Difatti, l’inganno consiste nel posizionare in uno o più punti strategici chiavette USB incustodite– o altro dispositivo di archiviazione infetto – e attendere che qualcuno la trovi e la colleghi a un PC per verificarne il contenuto.
A quel punto, l’intruso avrà conquistato una via d’accesso diretto a network e risorse aziendali.
In sintesi, il baiting costruisce una sorta di Cavallo di Troia mascherato da risorsa hardware apparentemente innocua.
Sebbene possa apparire scontato, è opportuno chiarire sin da subito un concetto: non c’è nessun indizio che possa lasciar presagire la reale natura malevola del dispositivo. Ad occhi esterni, infatti, questo appare una normalissima chiavetta o un comune hard disk utilizzato per l’archiviazione dei file.
In termini tecnici, si tratta di una forma di ingegneria sociale, ovvero uno stratagemma psicologico che hacker e malintenzionati utilizzano per far leva sull’errore umano.
In questo contesto, ad essere presa principalmente di mira è la curiosità istintuale, mista alla mancanza di un’adeguata formazione in ambito sicurezza informatica.
Baiting: come agisce
Ma caliamoci per un attimo in un contesto realistico.
Un dipendente si imbatte – casualmente – in un drive USB, spesso munito di etichetta corredata di logo aziendale e frasi accattivanti (ad esempio: “stipendi dei dipendenti”, “licenziamenti nel 2020”, “prossimi aumenti”).

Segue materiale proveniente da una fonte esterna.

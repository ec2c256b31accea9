use once_cell::sync::Lazy;
use serde::{Deserialize, Serialize};
use std::env;

#[derive(Debug, Clone, Serialize, Deserialize)]
pub struct AppConfig {
    pub environment: Environment,
    pub database: DatabaseConfig,
    pub security: SecurityConfig,
    pub cache: CacheConfig,
}

#[derive(Debug, Clone, Serialize, Deserialize)]
pub enum Environment {
    Development,
    Staging,
    Production,
}

#[derive(Debug, Clone, Serialize, Deserialize)]
pub struct DatabaseConfig {
    pub max_connections: u32,
    pub connect_timeout_secs: u64,
    pub enable_query_logging: bool,
}

#[derive(Debug, Clone, Serialize, Deserialize)]
pub struct SecurityConfig {
    pub jwt_secret: String,
    pub jwt_expiry_hours: u64,
    pub enable_cors: bool,
    pub cors_origins: Vec<String>,
}

/// TTLs for the cache-aside aggregate endpoints, in seconds.
#[derive(Debug, Clone, Serialize, Deserialize)]
pub struct CacheConfig {
    pub dashboard_ttl_secs: u64,
    pub badges_ttl_secs: u64,
}

impl AppConfig {
    pub fn from_env() -> Self {
        let environment = match env::var("APP_ENV").as_deref() {
            Ok("production") | Ok("prod") => Environment::Production,
            Ok("staging") | Ok("stage") => Environment::Staging,
            _ => Environment::Development,
        };

        // Set defaults based on environment, then override with specific env vars
        match environment {
            Environment::Production => Self::production(),
            Environment::Staging => Self::staging(),
            Environment::Development => Self::development(),
        }
        .with_env_overrides()
    }

    fn with_env_overrides(mut self) -> Self {
        // Database overrides
        if let Ok(v) = env::var("DATABASE_MAX_CONNECTIONS") {
            self.database.max_connections = v.parse().unwrap_or(self.database.max_connections);
        }
        if let Ok(v) = env::var("DATABASE_CONNECT_TIMEOUT_SECS") {
            self.database.connect_timeout_secs =
                v.parse().unwrap_or(self.database.connect_timeout_secs);
        }
        if let Ok(v) = env::var("DATABASE_ENABLE_QUERY_LOGGING") {
            self.database.enable_query_logging =
                v.parse().unwrap_or(self.database.enable_query_logging);
        }

        // Security overrides
        if let Ok(v) = env::var("SECURITY_JWT_SECRET") {
            self.security.jwt_secret = v;
        }
        if let Ok(v) = env::var("SECURITY_JWT_EXPIRY_HOURS") {
            self.security.jwt_expiry_hours = v.parse().unwrap_or(self.security.jwt_expiry_hours);
        }
        if let Ok(v) = env::var("SECURITY_ENABLE_CORS") {
            self.security.enable_cors = v.parse().unwrap_or(self.security.enable_cors);
        }
        if let Ok(v) = env::var("SECURITY_CORS_ORIGINS") {
            self.security.cors_origins = v.split(',').map(|s| s.trim().to_string()).collect();
        }

        // Cache overrides
        if let Ok(v) = env::var("CACHE_DASHBOARD_TTL_SECS") {
            self.cache.dashboard_ttl_secs = v.parse().unwrap_or(self.cache.dashboard_ttl_secs);
        }
        if let Ok(v) = env::var("CACHE_BADGES_TTL_SECS") {
            self.cache.badges_ttl_secs = v.parse().unwrap_or(self.cache.badges_ttl_secs);
        }

        self
    }

    fn development() -> Self {
        Self {
            environment: Environment::Development,
            database: DatabaseConfig {
                max_connections: 10,
                connect_timeout_secs: 30,
                enable_query_logging: true,
            },
            security: SecurityConfig {
                // Development-only fallback; deployments set SECURITY_JWT_SECRET
                jwt_secret: "praxis-dev-secret".to_string(),
                jwt_expiry_hours: 24 * 7, // 1 week
                enable_cors: true,
                cors_origins: vec![
                    "http://localhost:3000".to_string(),
                    "http://localhost:5173".to_string(),
                ],
            },
            cache: CacheConfig {
                dashboard_ttl_secs: 60,
                badges_ttl_secs: 60,
            },
        }
    }

    fn staging() -> Self {
        Self {
            environment: Environment::Staging,
            database: DatabaseConfig {
                max_connections: 20,
                connect_timeout_secs: 10,
                enable_query_logging: true,
            },
            security: SecurityConfig {
                jwt_secret: String::new(),
                jwt_expiry_hours: 24,
                enable_cors: true,
                cors_origins: vec!["https://staging.effizienz-praxis.de".to_string()],
            },
            cache: CacheConfig {
                dashboard_ttl_secs: 60,
                badges_ttl_secs: 60,
            },
        }
    }

    fn production() -> Self {
        Self {
            environment: Environment::Production,
            database: DatabaseConfig {
                max_connections: 50,
                connect_timeout_secs: 5,
                enable_query_logging: false,
            },
            security: SecurityConfig {
                jwt_secret: String::new(),
                jwt_expiry_hours: 4,
                enable_cors: true,
                cors_origins: vec!["https://effizienz-praxis.de".to_string()],
            },
            cache: CacheConfig {
                dashboard_ttl_secs: 60,
                badges_ttl_secs: 60,
            },
        }
    }
}

// Global singleton config - initialized once at startup
pub static CONFIG: Lazy<AppConfig> = Lazy::new(AppConfig::from_env);

// Convenience function for accessing config
pub fn config() -> &'static AppConfig {
    &CONFIG
}

#[cfg(test)]
mod tests {
    use super::*;

    #[test]
    fn test_default_development_config() {
        let config = AppConfig::development();
        assert!(!config.security.jwt_secret.is_empty());
        assert_eq!(config.cache.badges_ttl_secs, 60);
        assert!(config.database.enable_query_logging);
    }

    #[test]
    fn test_default_production_config() {
        let config = AppConfig::production();
        assert!(config.security.jwt_secret.is_empty());
        assert_eq!(config.security.jwt_expiry_hours, 4);
        assert!(!config.database.enable_query_logging);
    }
}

Ciò susciterà inevitabilmente il suo interesse, tanto da spingerlo a collegarlo al proprio PC e verificarne il contenuto, senza adottare alcuna precauzione.
In tal modo, il malware entrerà automaticamente in esecuzione, manifestandosi nell’immediato, o perpetrando la sua azione in modo silente.
In ogni caso, sarà riuscito a penetrare nel sistema dall’interno, bypassando completamente i controlli perimetrali del firewall.
Cosa differenzia il baiting dal phishing?
Sia il baiting che il phishing sono tecniche di ingegneria sociale.
Tuttavia possiamo identificare imporranti elementi di differenziazione:
- l’esca del baiting sfrutta principalmente la curiosità
- gli attacchi di phishing, invece, si basano essenzialmente su fiducia, su paura e senso di urgenza
Baiting: perché è così redditizio
Come abbiamo visto, uno dei punti di forza del baiting è il riuscire a violare un sistema dall’interno.
Ma perché le minacce interne hanno maggiori probabilità di successo rispetto a quelle provenienti dall’esterno?
Al di là della minore sorveglianza cui di solito sono sottoposti utenti e risorse interni ad un network, la conoscenza approfondita che i malintenzionati hanno dell’ambiente, e delle persone che lo popolano gioca un ruolo assai importante.
Non stupisce, dunque, constatare che, secondo le statistiche, il 90% delle persone collega un’unità USB sconosciuta al proprio computer senza alcun tipo di precauzione.
Casi esemplari di attacchi di baiting: la vicenda Stuxnet
Tra i casi esemplari di baiting rientra senza dubbio il caso Stuxnet.
Risalente all’ormai lontano 2006, la vicenda vide protagonisti Stati Uniti e Israele alleati per il boicottaggio delle centrali nucleari iraniane.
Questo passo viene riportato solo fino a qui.